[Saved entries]
══════
//! Candidate rows: latency merge with per-location eviction, speed results,
//! retest and ranking queries.

use std::collections::{BTreeMap, BTreeSet};

use anyhow::{Context, Result};
use chrono::{DateTime, Duration, Utc};
use rusqlite::{params, OptionalExtension, Row, Transaction, TransactionBehavior};
use serde::Serialize;
use tracing::{debug, info};

use super::{decode_ts, encode_ts, CandidateStore};
use crate::ingest::eviction::{self, Admission, PoolSlot};
use crate::measure::{LatencyResult, LatencyVerdict};
use crate::proxy::SelectorMode;

/// Lifecycle state of a candidate.
#[derive(Debug, Clone, Copy, PartialEq, Eq, Serialize)]
#[serde(rename_all = "snake_case")]
pub enum CandidateStatus {
    Untested,
    LatencyPassed,
    Failed,
    SpeedPassed,
}

impl CandidateStatus {
    pub fn as_str(&self) -> &'static str {
        match self {
            CandidateStatus::Untested => "untested",
            CandidateStatus::LatencyPassed => "latency_passed",
            CandidateStatus::Failed => "failed",
            CandidateStatus::SpeedPassed => "speed_passed",
        }
    }

    pub fn parse(s: &str) -> Option<Self> {
        match s {
            "untested" => Some(CandidateStatus::Untested),
            "latency_passed" => Some(CandidateStatus::LatencyPassed),
            "failed" => Some(CandidateStatus::Failed),
            "speed_passed" => Some(CandidateStatus::SpeedPassed),
            _ => None,
        }
    }
}

impl std::fmt::Display for CandidateStatus {
    fn fmt(&self, f: &mut std::fmt::Formatter<'_>) -> std::fmt::Result {
        f.write_str(self.as_str())
    }
}

/// A proxy link plus its accumulated test metadata.
#[derive(Debug, Clone, PartialEq, Serialize)]
pub struct Candidate {
    pub link: String,
    pub status: CandidateStatus,
    pub delay: Option<u32>,
    pub download: Option<f64>,
    pub upload: Option<f64>,
    pub location: Option<String>,
    pub last_tested: Option<DateTime<Utc>>,
    pub speed_tested_at: Option<DateTime<Utc>>,
    pub retry_count: u32,
}

impl Candidate {
    fn from_row(row: &Row<'_>) -> rusqlite::Result<Self> {
        let status: String = row.get("status")?;
        let last_tested: Option<String> = row.get("last_tested")?;
        let speed_tested_at: Option<String> = row.get("speed_tested_at")?;
        Ok(Self {
            link: row.get("link")?,
            status: CandidateStatus::parse(&status).unwrap_or(CandidateStatus::Untested),
            delay: row.get("delay")?,
            download: row.get("download")?,
            upload: row.get("upload")?,
            location: row.get("location")?,
            last_tested: last_tested.as_deref().and_then(decode_ts),
            speed_tested_at: speed_tested_at.as_deref().and_then(decode_ts),
            retry_count: row.get("retry_count")?,
        })
    }
}

/// Outcome counts for one latency batch.
#[derive(Debug, Default, Clone, Copy, PartialEq, Eq, Serialize)]
pub struct IngestSummary {
    /// Passed results written to the store (new rows and refreshes).
    pub admitted: usize,
    /// Pool members deleted to make room for a faster newcomer.
    pub evicted: usize,
    /// Passed results dropped because their pool was full of faster members.
    pub discarded: usize,
    /// Failures recorded.
    pub failed: usize,
}

/// Occupancy of one location pool.
#[derive(Debug, Clone, PartialEq, Eq, Serialize)]
pub struct LocationSummary {
    pub location: String,
    pub active: u64,
    pub speed_passed: u64,
    pub failed: u64,
}

const COLUMNS: &str =
    "link, status, delay, download, upload, location, last_tested, speed_tested_at, retry_count";

/// Worst-first ordering inside a location pool.
const WORST_FIRST: &str = "delay IS NULL DESC, delay DESC, last_tested ASC, link ASC";

impl CandidateStore {
    /// Merge a latency batch in one `IMMEDIATE` transaction.
    ///
    /// Taking the write lock before the first count means two concurrent
    /// batches can never both pick the same worst row to evict.
    pub fn upsert_latency_batch(
        &self,
        results: &[LatencyResult],
        cap: u32,
        now: DateTime<Utc>,
    ) -> Result<IngestSummary> {
        let mut conn = self.conn()?;
        let tx = conn
            .transaction_with_behavior(TransactionBehavior::Immediate)
            .context("failed to begin latency batch")?;
        let now = encode_ts(now);
        let mut summary = IngestSummary::default();

        for result in results {
            let (delay, location) = match &result.verdict {
                LatencyVerdict::Failed => {
                    record_failure(&tx, &result.link, &now)?;
                    summary.failed += 1;
                    continue;
                }
                LatencyVerdict::Passed { delay, location } => (*delay, location.as_deref()),
            };

            let admission = match location {
                None => Admission::Insert,
                Some(location) => {
                    let active = count_active(&tx, location, &result.link)?;
                    let worst = if active >= u64::from(cap) {
                        worst_active(&tx, location, &result.link)?
                    } else {
                        None
                    };
                    eviction::decide(active, cap, worst.as_ref(), delay)
                }
            };

            match admission {
                Admission::Insert => {
                    record_pass(&tx, &result.link, delay, location, &now)?;
                    summary.admitted += 1;
                }
                Admission::Replace(victim) => {
                    tx.execute("DELETE FROM candidates WHERE link = ?1", params![victim.link])?;
                    record_pass(&tx, &result.link, delay, location, &now)?;
                    debug!(
                        link = %result.link,
                        evicted = %victim.link,
                        delay,
                        evicted_delay = ?victim.delay,
                        location = ?location,
                        "evicted slower candidate"
                    );
                    summary.evicted += 1;
                    summary.admitted += 1;
                }
                Admission::Discard => {
                    debug!(link = %result.link, delay, location = ?location, "pool full, result discarded");
                    summary.discarded += 1;
                }
            }
        }

        tx.commit().context("failed to commit latency batch")?;
        Ok(summary)
    }

    /// Store speed metrics for an existing candidate and mark it `speed_passed`.
    ///
    /// Returns `false` when no such candidate exists. Repeating the call with the
    /// same values leaves the row in the same state.
    pub fn record_speed_result(
        &self,
        link: &str,
        download: f64,
        upload: f64,
        now: DateTime<Utc>,
    ) -> Result<bool> {
        let conn = self.conn()?;
        let changed = conn.execute(
            "UPDATE candidates
             SET status = 'speed_passed', download = ?2, upload = ?3, speed_tested_at = ?4
             WHERE link = ?1",
            params![link, download, upload, encode_ts(now)],
        )?;
        Ok(changed > 0)
    }

    /// Links due for latency measurement: every new link, failed links with
    /// retries left, and anything not tested within `retest_window`.
    ///
    /// Failed links out of retries stay excluded unless re-supplied as new.
    pub fn candidates_needing_test(
        &self,
        new_links: &BTreeSet<String>,
        retest_window: Duration,
        max_retries: u32,
        now: DateTime<Utc>,
    ) -> Result<BTreeSet<String>> {
        let conn = self.conn()?;
        let threshold = encode_ts(now - retest_window);
        let mut stmt = conn.prepare(
            "SELECT link FROM candidates
             WHERE (status = 'failed' AND retry_count < ?1)
                OR (status != 'failed' AND (last_tested IS NULL OR last_tested < ?2))",
        )?;

        let mut links = new_links.clone();
        let rows = stmt.query_map(params![max_retries, threshold], |row| row.get::<_, String>(0))?;
        for link in rows {
            links.insert(link?);
        }
        Ok(links)
    }

    /// Up to `k` `latency_passed` links per location, fastest first.
    pub fn top_candidates_per_location(&self, k: u32) -> Result<BTreeMap<String, Vec<String>>> {
        let conn = self.conn()?;
        let mut stmt = conn.prepare(
            "SELECT location, link FROM (
                SELECT location, link, ROW_NUMBER() OVER (
                    PARTITION BY location ORDER BY delay ASC, last_tested DESC, link ASC
                ) AS rn
                FROM candidates
                WHERE status = 'latency_passed'
                  AND location IS NOT NULL AND location != ''
                  AND delay IS NOT NULL
             )
             WHERE rn <= ?1
             ORDER BY location, rn",
        )?;

        let mut by_location: BTreeMap<String, Vec<String>> = BTreeMap::new();
        let rows = stmt.query_map(params![k], |row| {
            Ok((row.get::<_, String>(0)?, row.get::<_, String>(1)?))
        })?;
        for row in rows {
            let (location, link) = row?;
            by_location.entry(location).or_default().push(link);
        }
        Ok(by_location)
    }

    /// Ranked links for bootstrapping a local proxy.
    ///
    /// `SpeedPassed` ranks by download (newest measurement breaks ties) and
    /// falls back to the latency ranking when it finds nothing.
    pub fn proxy_candidates(&self, mode: SelectorMode, max_links: u32) -> Result<Vec<String>> {
        if max_links == 0 {
            return Ok(Vec::new());
        }
        let conn = self.conn()?;
        let query_links = |sql: &str| -> Result<Vec<String>> {
            let mut stmt = conn.prepare(sql)?;
            let rows = stmt.query_map(params![max_links], |row| row.get::<_, String>(0))?;
            Ok(rows.collect::<rusqlite::Result<Vec<_>>>()?)
        };

        if mode == SelectorMode::SpeedPassed {
            let links = query_links(
                "SELECT link FROM candidates
                 WHERE status = 'speed_passed'
                 ORDER BY download IS NULL ASC, download DESC,
                          speed_tested_at IS NULL ASC, speed_tested_at DESC, link ASC
                 LIMIT ?1",
            )?;
            if !links.is_empty() {
                return Ok(links);
            }
            info!("no speed_passed candidates, falling back to latency ranking");
        }

        query_links(
            "SELECT link FROM candidates
             WHERE status = 'latency_passed'
             ORDER BY delay IS NULL ASC, delay ASC,
                      last_tested IS NULL ASC, last_tested DESC, link ASC
             LIMIT ?1",
        )
    }

    /// Fetch a single candidate.
    pub fn get(&self, link: &str) -> Result<Option<Candidate>> {
        let conn = self.conn()?;
        let candidate = conn
            .query_row(
                &format!("SELECT {COLUMNS} FROM candidates WHERE link = ?1"),
                params![link],
                Candidate::from_row,
            )
            .optional()?;
        Ok(candidate)
    }

    /// All candidates in one location, fastest first.
    pub fn location_members(&self, location: &str) -> Result<Vec<Candidate>> {
        let conn = self.conn()?;
        let mut stmt = conn.prepare(&format!(
            "SELECT {COLUMNS} FROM candidates WHERE location = ?1 ORDER BY delay IS NULL, delay, link"
        ))?;
        let rows = stmt.query_map(params![location], Candidate::from_row)?;
        Ok(rows.collect::<rusqlite::Result<Vec<_>>>()?)
    }

    /// Per-location occupancy, ordered by location.
    pub fn location_summary(&self) -> Result<Vec<LocationSummary>> {
        let conn = self.conn()?;
        let mut stmt = conn.prepare(
            "SELECT location,
                    SUM(status != 'failed'),
                    SUM(status = 'speed_passed'),
                    SUM(status = 'failed')
             FROM candidates
             WHERE location IS NOT NULL AND location != ''
             GROUP BY location
             ORDER BY location",
        )?;
        let rows = stmt.query_map([], |row| {
            Ok(LocationSummary {
                location: row.get(0)?,
                active: row.get::<_, i64>(1)? as u64,
                speed_passed: row.get::<_, i64>(2)? as u64,
                failed: row.get::<_, i64>(3)? as u64,
            })
        })?;
        Ok(rows.collect::<rusqlite::Result<Vec<_>>>()?)
    }

    /// Row counts per status.
    pub fn status_counts(&self) -> Result<BTreeMap<String, u64>> {
        let conn = self.conn()?;
        let mut stmt =
            conn.prepare("SELECT status, COUNT(*) FROM candidates GROUP BY status ORDER BY status")?;
        let rows = stmt.query_map([], |row| {
            Ok((row.get::<_, String>(0)?, row.get::<_, i64>(1)? as u64))
        })?;
        Ok(rows.collect::<rusqlite::Result<BTreeMap<_, _>>>()?)
    }
}

fn record_failure(tx: &Transaction<'_>, link: &str, now: &str) -> Result<()> {
    tx.execute(
        "INSERT INTO candidates (link, status, last_tested, retry_count)
         VALUES (?1, 'failed', ?2, 1)
         ON CONFLICT(link) DO UPDATE SET
            status = 'failed',
            last_tested = excluded.last_tested,
            retry_count = candidates.retry_count + 1",
        params![link, now],
    )?;
    Ok(())
}

fn record_pass(
    tx: &Transaction<'_>,
    link: &str,
    delay: u32,
    location: Option<&str>,
    now: &str,
) -> Result<()> {
    tx.execute(
        "INSERT INTO candidates (link, status, delay, location, last_tested, retry_count)
         VALUES (?1, 'latency_passed', ?2, ?3, ?4, 0)
         ON CONFLICT(link) DO UPDATE SET
            status = 'latency_passed',
            delay = excluded.delay,
            location = excluded.location,
            last_tested = excluded.last_tested,
            retry_count = 0",
        params![link, delay, location, now],
    )?;
    Ok(())
}

/// Active members of `location` other than `link`.
fn count_active(tx: &Transaction<'_>, location: &str, link: &str) -> Result<u64> {
    let count: i64 = tx.query_row(
        "SELECT COUNT(*) FROM candidates
         WHERE location = ?1 AND status != 'failed' AND link != ?2",
        params![location, link],
        |row| row.get(0),
    )?;
    Ok(count as u64)
}

fn worst_active(tx: &Transaction<'_>, location: &str, link: &str) -> Result<Option<PoolSlot>> {
    let slot = tx
        .query_row(
            &format!(
                "SELECT link, delay, last_tested FROM candidates
                 WHERE location = ?1 AND status != 'failed' AND link != ?2
                 ORDER BY {WORST_FIRST}
                 LIMIT 1"
            ),
            params![location, link],
            |row| {
                let last_tested: Option<String> = row.get(2)?;
                Ok(PoolSlot {
                    link: row.get(0)?,
                    delay: row.get(1)?,
                    last_tested: last_tested.as_deref().and_then(decode_ts),
                })
            },
        )
        .optional()?;
    Ok(slot)
}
══════
§ Work instruction:
Scan the data for the word "const" and copy every line where it shows up.

§ Output:
const COLUMNS: &str =
const WORST_FIRST: &str = "delay IS NULL DESC, delay DESC, last_tested ASC, link ASC";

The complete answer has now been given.